Nescio vos ! s’écrie mon oncle Raoul en grossissant la voix : reddite quæ sunt Cæsaris Cæsari.

— C’est bien beau ce que vous dites-là, mon… mon… capitaine ; si beau que je n’y comprends rien, fait le censitaire.

— C’est du latin, ignorant ! dit mon oncle ; et ce latin veut dire : payez légitimement les rentes au seigneur d’Haberville, à peine d’être traduit devant toutes les cours royales, d’être condamné en première et seconde instance à tous dépens, dommages, intérêts et loyaux-coûts.

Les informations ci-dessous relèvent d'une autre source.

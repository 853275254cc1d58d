//! Canned command sequences
//!
//! Jogging, stopping and the print preamble each send a short fixed
//! burst of commands. Keeping them here means the state machine only
//! has to name which one it wants.

use crate::command::MotionCommand;

/// Maximum Z feed used for all travel moves
pub const TRAVEL_FEED_Z: u32 = 160;

/// Z target for the safe raised position after a stop
pub const RAISED_Z: u32 = 400;

/// Z target for the parked position at the end of a print
pub const PARKED_Z: u32 = 200;

const RAISE: &[MotionCommand] = &[
    MotionCommand::Absolute,
    MotionCommand::MaxFeedZ(TRAVEL_FEED_Z),
    MotionCommand::RapidZ(RAISED_Z),
];

const HOME: &[MotionCommand] = &[
    MotionCommand::MaxFeedZ(TRAVEL_FEED_Z),
    MotionCommand::Home,
];

const PARK: &[MotionCommand] = &[
    MotionCommand::Absolute,
    MotionCommand::MaxFeedZ(TRAVEL_FEED_Z),
    MotionCommand::RapidZ(PARKED_Z),
];

/// A named, fixed burst of motion commands
#[derive(Debug, Clone, Copy, PartialEq, Eq)]
#[cfg_attr(feature = "defmt", derive(defmt::Format))]
pub enum MotionSequence {
    /// Raise the platform to the safe position (jog up, stop)
    Raise,
    /// Lower the platform onto the home switch (jog down)
    Lower,
    /// Home before the first layer of a print
    Home,
    /// Park the platform once a print has finished
    Park,
}

impl MotionSequence {
    /// Commands making up the sequence, in send order
    pub fn commands(&self) -> &'static [MotionCommand] {
        match self {
            MotionSequence::Raise => RAISE,
            MotionSequence::Lower | MotionSequence::Home => HOME,
            MotionSequence::Park => PARK,
        }
    }
}
//! Bookkeeping for one print attempt

/// Identifies the START that asked for a print
///
/// Every accepted START gets a fresh id. Outcomes reported by the print
/// path carry it, so an outcome left over from an earlier attempt cannot
/// end a newer one.
#[derive(Debug, Clone, Copy, PartialEq, Eq, Default)]
#[cfg_attr(feature = "defmt", derive(defmt::Format))]
pub struct RunId(u32);

impl RunId {
    pub const fn new(raw: u32) -> Self {
        Self(raw)
    }

    /// The id handed to the following request
    pub fn next(self) -> Self {
        Self(self.0.wrapping_add(1))
    }

    pub fn raw(self) -> u32 {
        self.0
    }
}

/// One active or just-finished print attempt
///
/// `cancelled` is the only flag shared with the button path; it is set by
/// STOP and read by the scheduler before every step.
#[derive(Debug, Clone, Copy, PartialEq, Eq)]
#[cfg_attr(feature = "defmt", derive(defmt::Format))]
pub struct PrintRun {
    id: RunId,
    current_index: usize,
    started_at_ms: u64,
    cancelled: bool,
}

impl PrintRun {
    pub fn new(id: RunId, started_at_ms: u64) -> Self {
        Self {
            id,
            current_index: 0,
            started_at_ms,
            cancelled: false,
        }
    }

    pub fn current_index(&self) -> usize {
        self.current_index
    }

    pub fn id(&self) -> RunId {
        self.id
    }

    /// Record progress; the index never moves backwards
    pub fn advance_to(&mut self, index: usize) {
        self.current_index = self.current_index.max(index);
    }

    pub fn cancel(&mut self) {
        self.cancelled = true;
    }

    pub fn is_cancelled(&self) -> bool {
        self.cancelled
    }

    /// Time since the run started
    pub fn elapsed_ms(&self, now_ms: u64) -> u64 {
        now_ms.saturating_sub(self.started_at_ms)
    }
}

— Ça doit pincer dur, les royaux coups, dit le censitaire.

— Tonnerre ! s’écrie mon oncle Raoul en élevant les yeux vers le ciel.

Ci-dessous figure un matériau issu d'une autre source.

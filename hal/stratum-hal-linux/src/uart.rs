//! Serial device for the motion board

use std::io::{ErrorKind, Read, Write};
use std::time::Duration;

use serialport::SerialPort;
use stratum_hal::{DataBits, FlowControl, Parity, PortControl, StopBits, UartConfig, UartRx, UartTx};
use thiserror::Error;
use tracing::{debug, trace, warn};

/// Errors from the serial device
#[derive(Debug, Error)]
pub enum SerialError {
    #[error("cannot open {path}: {source}")]
    Open {
        path: String,
        #[source]
        source: serialport::Error,
    },
    #[error("serial port is closed")]
    NotOpen,
    #[error("serial I/O: {0}")]
    Io(#[from] std::io::Error),
}

/// A serial device that can be released and reacquired by path
pub struct SerialDevice {
    path: String,
    config: UartConfig,
    port: Option<Box<dyn SerialPort>>,
}

impl SerialDevice {
    /// Describe the device; nothing is opened yet
    pub fn new(path: impl Into<String>, config: UartConfig) -> Self {
        Self {
            path: path.into(),
            config,
            port: None,
        }
    }

    pub fn path(&self) -> &str {
        &self.path
    }

    fn port(&mut self) -> Result<&mut Box<dyn SerialPort>, SerialError> {
        self.port.as_mut().ok_or(SerialError::NotOpen)
    }
}

impl PortControl for SerialDevice {
    type Error = SerialError;

    fn open(&mut self) -> Result<(), SerialError> {
        if self.port.is_some() {
            return Ok(());
        }
        let cfg = &self.config;
        let port = serialport::new(self.path.as_str(), cfg.baudrate)
            .timeout(Duration::from_millis(u64::from(cfg.timeout_ms)))
            .data_bits(match cfg.data_bits {
                DataBits::Five => serialport::DataBits::Five,
                DataBits::Six => serialport::DataBits::Six,
                DataBits::Seven => serialport::DataBits::Seven,
                DataBits::Eight => serialport::DataBits::Eight,
            })
            .parity(match cfg.parity {
                Parity::None => serialport::Parity::None,
                Parity::Even => serialport::Parity::Even,
                Parity::Odd => serialport::Parity::Odd,
            })
            .stop_bits(match cfg.stop_bits {
                StopBits::One => serialport::StopBits::One,
                StopBits::Two => serialport::StopBits::Two,
            })
            .flow_control(match cfg.flow_control {
                FlowControl::None => serialport::FlowControl::None,
                FlowControl::Software => serialport::FlowControl::Software,
                FlowControl::Hardware => serialport::FlowControl::Hardware,
            })
            .open()
            .map_err(|source| {
                warn!(path = %self.path, %source, "serial open failed");
                SerialError::Open {
                    path: self.path.clone(),
                    source,
                }
            })?;
        debug!(path = %self.path, baud = cfg.baudrate, "serial port opened");
        self.port = Some(port);
        Ok(())
    }

    fn close(&mut self) {
        if self.port.take().is_some() {
            debug!(path = %self.path, "serial port closed");
        }
    }

    fn is_open(&self) -> bool {
        self.port.is_some()
    }
}

impl UartTx for SerialDevice {
    type Error = SerialError;

    fn write_blocking(&mut self, data: &[u8]) -> Result<(), SerialError> {
        trace!(bytes = data.len(), "serial write");
        self.port()?.write_all(data).map_err(|e| {
            warn!(error = %e, "serial write failed");
            SerialError::Io(e)
        })
    }

    fn flush(&mut self) -> Result<(), SerialError> {
        self.port()?.flush()?;
        Ok(())
    }
}

impl UartRx for SerialDevice {
    type Error = SerialError;

    fn read_blocking(&mut self, buf: &mut [u8]) -> Result<usize, SerialError> {
        match self.port()?.read(buf) {
            Ok(n) => Ok(n),
            Err(e) if matches!(e.kind(), ErrorKind::TimedOut | ErrorKind::WouldBlock) => Ok(0),
            Err(e) => {
                warn!(error = %e, "serial read failed");
                Err(SerialError::Io(e))
            }
        }
    }
}
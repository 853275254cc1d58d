//! Per-button refractory window

use crate::state::Button;

/// Window after an accepted press during which the same button is ignored
pub const DEBOUNCE_WINDOW_MS: u64 = 500;

/// Delay before the confirming re-read of a pin
pub const SETTLE_READ_MS: u64 = 50;

/// Accepts at most one press per button per window
#[derive(Debug, Clone)]
pub struct Debouncer {
    window_ms: u64,
    last_accepted: [Option<u64>; 4],
}

impl Default for Debouncer {
    fn default() -> Self {
        Self::new(DEBOUNCE_WINDOW_MS)
    }
}

impl Debouncer {
    pub fn new(window_ms: u64) -> Self {
        Self {
            window_ms,
            last_accepted: [None; 4],
        }
    }

    /// Decide whether an edge at `now_ms` counts as a press
    ///
    /// Rejected edges do not extend the window.
    pub fn accept(&mut self, button: Button, now_ms: u64) -> bool {
        let slot = &mut self.last_accepted[button.index()];
        if let Some(last) = *slot {
            if now_ms.saturating_sub(last) < self.window_ms {
                return false;
            }
        }
        *slot = Some(now_ms);
        true
    }
}

#[cfg(test)]
mod tests {
    use super::*;
    use proptest::prelude::*;

    #[test]
    fn test_two_edges_within_window() {
        let mut d = Debouncer::default();
        assert!(d.accept(Button::Start, 1_000));
        assert!(!d.accept(Button::Start, 1_499));
        assert!(d.accept(Button::Start, 1_500));
    }

    #[test]
    fn test_rejected_edge_does_not_extend_window() {
        let mut d = Debouncer::default();
        assert!(d.accept(Button::Stop, 0));
        assert!(!d.accept(Button::Stop, 400));
        assert!(d.accept(Button::Stop, 500));
    }

    #[test]
    fn test_windows_are_per_button() {
        let mut d = Debouncer::default();
        assert!(d.accept(Button::JogUp, 10));
        assert!(d.accept(Button::JogDown, 20));
        assert!(!d.accept(Button::JogUp, 30));
    }

    #[test]
    fn test_first_press_at_time_zero() {
        let mut d = Debouncer::default();
        assert!(d.accept(Button::Start, 0));
    }

    proptest! {
        #[test]
        fn test_accepted_presses_are_spaced(mut times in proptest::collection::vec(0u64..10_000, 1..50)) {
            times.sort_unstable();
            let mut d = Debouncer::default();
            let mut last: Option<u64> = None;
            for t in times {
                if d.accept(Button::Start, t) {
                    if let Some(prev) = last {
                        prop_assert!(t - prev >= DEBOUNCE_WINDOW_MS);
                    }
                    last = Some(t);
                }
            }
        }
    }
}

— Je veux bien croire, mon… mon seigneur, que votre latin me menace de tous ses châtiments ; mais j’ai eu le malheur de perdre ma pouliche du printemps.

— Comment, drôle ! tu veux te soustraire, pour une chétive bête de six mois, aux droits seigneuriaux établis par ton souverain, et aussi solides que les montagnes du nord, que tu regardes, le sont sur leurs bases de roc. Quos ego ! (b)

– Je crois, dit tout bas le censitaire, qu’il parle algonquin pour m’effrayer.

Et puis haut :

— C’est que, voyez-vous, ma pouliche, dans quatre ans, sera, à ce que disent tous les maquignons, la plus fine trotteuse de la côte du sud et vaudra cent francs comme un sou.